Emmanuel Macron chiama Vladimir Putin. È il presidente francese l’unico attore del blocco occidentale ad avere sentito il presidente russo dopo i primi colloqui in Bielorussia. Su iniziativa francese, ribadiscono da Mosca. Ed è lui ad aver sentito il presidente ucraino Volodymyr Zelesnky per capire i margini delle trattative dopo che il capo del Cremlino ha svelato al leader francese le sue condizioni per la fine della guerra.

Una scelta che incuriosisce ma che non deve sorprendere. Mosca e Parigi non hanno rapporti idilliaci, ma sembrano aver costruito una sorta di canale diplomatico di un certo livello pur offuscato, negli ultimi giorni, dal fallimento del viaggio di Macron nella capitale russa. In quell’occasione il presidente francese non era riuscito a strappare alcun tipo di garanzia da parte del leader russo. E dopo alcuni giorni, era stato il cancellerie tedesco Olaf Scholz a provare a far cambiare idea a Putin facendo credere a uno spiraglio di pace che poi non si è più aperto.

Macron ora ci riprova. E in questo non è da sottovalutare il placet di Putin, dettato probabilmente da diversi elementi e che si presta a molteplici chiavi di lettura.

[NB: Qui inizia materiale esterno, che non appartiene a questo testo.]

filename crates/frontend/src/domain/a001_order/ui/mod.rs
pub mod details;
pub mod list;
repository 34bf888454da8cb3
use crate::layout::notifications::NotificationService;
use crate::routes::routes::AppRoutes;
use leptos::prelude::*;

#[component]
pub fn App() -> impl IntoView {
    // Toasts are raised from any page
    provide_context(NotificationService::new());

    view! {
        <AppRoutes />
    }
}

Il presidente francese è sempre stato un interlocutore apprezzato dall’omologo russo, che ha visto in lui il leader che per primo ha perorato la causa dell’autonomia europea, ma anche una potenza nucleare. Due elementi che vanno tenuti in stretta correlazione. Dal punto di vista politico, lo “zar” probabilmente vede nel “president” una figura meno ancorata alle logiche atlantiste e meno aderente al sentimento più intransigente di Nato e Stati Uniti. Le vecchie critiche all’Alleanza Atlantica e il desiderio di un’Europa in qualche modo meno legata agli Usa hanno evidentemente attirato il rispetto e forse anche le attenzioni di un presidente russo in cerca di sponde. Che adesso sono quanto mai necessarie per evitare il completo isolamento. La presidenza di turno francese dell’Unione Europea può essere in questo caso una coincidenza ancora più favorevole, per quanto non necessariamente fondamentale. In questo senso, Macron può chiamare Putin con un ruolo diverso: non da protagonista ma almeno come primus inter pares del consesso europeo.

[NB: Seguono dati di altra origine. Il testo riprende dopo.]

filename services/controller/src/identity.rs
//! This commissioner's own operational identity: a signing keypair plus
//! the `noc`/`rcac` byte strings `matter_session::case`'s
//! `NoopCertificateVerifier` understands (`noc = nodeId_be ‖ pubkey`,
//! `rcac` non-empty). Mirrors `services/node`'s `identity::NodeIdentity` —
//! both ends of a CASE handshake need the same self-issued-certificate
//! convention, since real CSR issuance by a Certificate Authority is out
//! of this workspace's scope.

use matter_crypto::ecc::KeyPair;
use matter_types::NodeId;

pub struct ControllerIdentity {
    pub node_id: NodeId,
    pub signing_key: KeyPair,
}

impl ControllerIdentity {
    pub fn new(node_id: NodeId) -> Self {
        ControllerIdentity { node_id, signing_key: KeyPair::generate() }
    }

    pub fn noc(&self) -> Vec<u8> {
        let mut noc = self.node_id.value().to_be_bytes().to_vec();
        noc.extend_from_slice(&self.signing_key.public_key_bytes());
        noc
    }

    /// Same fixed placeholder `services/node`'s devices issue themselves —
    /// `NoopCertificateVerifier` only checks it's non-empty, so every demo
    /// participant can share this one constant instead of exchanging root
    /// certificate bytes over the wire.
    pub fn rcac(&self) -> Vec<u8> {
        vec![0x01]
    }
}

A questi elementi, si deve aggiungere il tema nucleare. Putin, con quel discorso sulla deterrenza, ha riportato l’idea stessa dell’arma atomica come punto fondamentale della politica mondiale. La Francia è una potenza nucleare con un arsenale autonomo, cosa che rafforza l’immagine di potenza di livello superiore rispetto alle altre europee. E se a questo si aggiunge il fatto non secondario della presenza francese nel Consiglio di Sicurezza delle Nazioni Unite e nel cosiddetto “Formato Normandia”, il sistema che prevede(va) l’applicazione degli Accordi di Minsk sull’Ucraina, si comprende l’utilità di avere un interlocutore che parla sia a nome europeo che a nome di un Paese pur di rango diverso rispetto a quello che si percepisce la Russia. Stato che comunque con la Francia ha storicamente rapporti molto particolari.

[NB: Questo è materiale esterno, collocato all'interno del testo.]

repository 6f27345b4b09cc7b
//! Wire framing for secure and unsecured frames — the commissioner-side
//! counterpart to `services/node`'s `frame` module. Same AAD/plaintext
//! layout (`matter-codec::header`'s module doc): the packet header is the
//! AEAD's AAD, `PayloadHeader ‖ payload` is the plaintext.

use crate::error::ControllerError;
use matter_codec::{ChannelLimit, Packet, PacketHeader, PayloadHeader};
use matter_crypto::{open, seal};

pub fn encode_secure(
    packet_header: &PacketHeader,
    payload_header: &PayloadHeader,
    app_payload: &[u8],
    encrypt_key: &[u8; 16],
    nonce: &[u8; 13],
) -> Result<Vec<u8>, ControllerError> {
    let mut aad = Vec::new();
    packet_header.encode(&mut aad);

    let mut plaintext = Vec::new();
    payload_header.encode(&mut plaintext);
    plaintext.extend_from_slice(app_payload);

    let ciphertext = seal(encrypt_key, nonce, &aad, &plaintext)?;

    let mut out = aad;
    out.extend_from_slice(&ciphertext);
    if out.len() > matter_codec::UDP_MAX_PAYLOAD {
        return Err(ControllerError::Codec(matter_codec::CodecError::PayloadTooLarge { len: out.len(), limit: matter_codec::UDP_MAX_PAYLOAD }));
    }
    Ok(out)
}

pub fn decode_secure(buf: &[u8], decrypt_key: &[u8; 16], nonce: &[u8; 13]) -> Result<(PacketHeader, PayloadHeader, Vec<u8>), ControllerError> {
    let (packet_header, ciphertext) = PacketHeader::decode(buf)?;
    let aad_len = buf.len() - ciphertext.len();
    let aad = &buf[..aad_len];

    let plaintext = open(decrypt_key, nonce, aad, ciphertext)?;
    let (payload_header, app_payload) = PayloadHeader::decode(&plaintext)?;
    Ok((packet_header, payload_header, app_payload.to_vec()))
}

pub fn encode_unsecured(packet_header: PacketHeader, payload_header: PayloadHeader, app_payload: Vec<u8>) -> Result<Vec<u8>, ControllerError> {
    let packet = Packet { packet_header, payload_header, payload: app_payload };
    Ok(packet.encode(ChannelLimit::Udp)?)
}

pub fn decode_unsecured(buf: &[u8]) -> Result<Packet, ControllerError> {
    Ok(Packet::decode(buf, ChannelLimit::Udp)?)
}

#[cfg(test)]
mod tests {
    use super::*;
    use matter_codec::{NodeAddress, SecurityFlags};

    fn header(session_id: u16, message_id: u32) -> PacketHeader {
        PacketHeader {
            session_id,
            security_flags: SecurityFlags { privacy: false, control_message: false, message_extensions: false, group_session: false },
            message_id,
            source_node_id: Some(1),
            destination: Some(NodeAddress::Node(2)),
        }
    }

    fn payload_header() -> PayloadHeader {
        PayloadHeader { exchange_id: 7, protocol_id: 1, vendor_id: None, opcode: 5, is_initiator: true, requires_ack: false, acknowledged_message_id: None }
    }

    #[test]
    fn secure_frame_round_trips() {
        let key = [0x42u8; 16];
        let nonce = matter_crypto::unicast_nonce(0, 9, 2);
        let packet_header = header(100, 9);
        let wire = encode_secure(&packet_header, &payload_header(), b"hello", &key, &nonce).unwrap();
        let (decoded_header, decoded_payload_header, app_payload) = decode_secure(&wire, &key, &nonce).unwrap();
        assert_eq!(decoded_header, packet_header);
        assert_eq!(decoded_payload_header, payload_header());
        assert_eq!(app_payload, b"hello");
    }

    #[test]
    fn unsecured_frame_round_trips() {
        let wire = encode_unsecured(header(0, 1), payload_header(), b"plain".to_vec()).unwrap();
        let decoded = decode_unsecured(&wire).unwrap();
        assert_eq!(decoded.payload, b"plain");
    }
}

Questi elementi possono apparire formali. Ma in questa complessa partita che si gioca violentemente in Ucraina e a livello diplomatico nel resto del mondo, anche i simboli hanno un significato. Macron è uno dei pochi rappresentanti europei ad avere assunto in questa fase una postura dura ma non completamente di chiusura. Rispetto alla reazione durissima del premier britannico Boris Johnson, che ha da tempo affondato il colpo nei confronti della Federazione Russa, il capo dello Stato francese ha saputo evitare la retorica più intransigente pur non lasciando mai intendere ambiguità verso Mosca. Una scelta sicuramente apprezzata dal Cremlino che, d’altro canto, si è visto voltare le spalle proprio dal suo principale partner europeo: la Germania.

Possono aver pesato, inoltre, anche i continui rapporti strategici tra le due nazioni, che vedono Francia e Russia coinvolte in molteplici scenari internazionali. In Medio Oriente, dalla Siria al nodo Iran, in Nord Africa, in particolare con la Libia e i rapporti con altre forze, in Africa centrale e in Sahel, e per finire in Europa, i due Paesi si trovano molto spesso su posizioni opposte, ma comunque hanno già instaurato canali di dialogo e di confronto. Cosa che potrebbe aiutare una trattativa su cui Putin ha già posto le sue condizioni: la Crimea russa, l’Ucraina smilitarizzata e “denazificata”.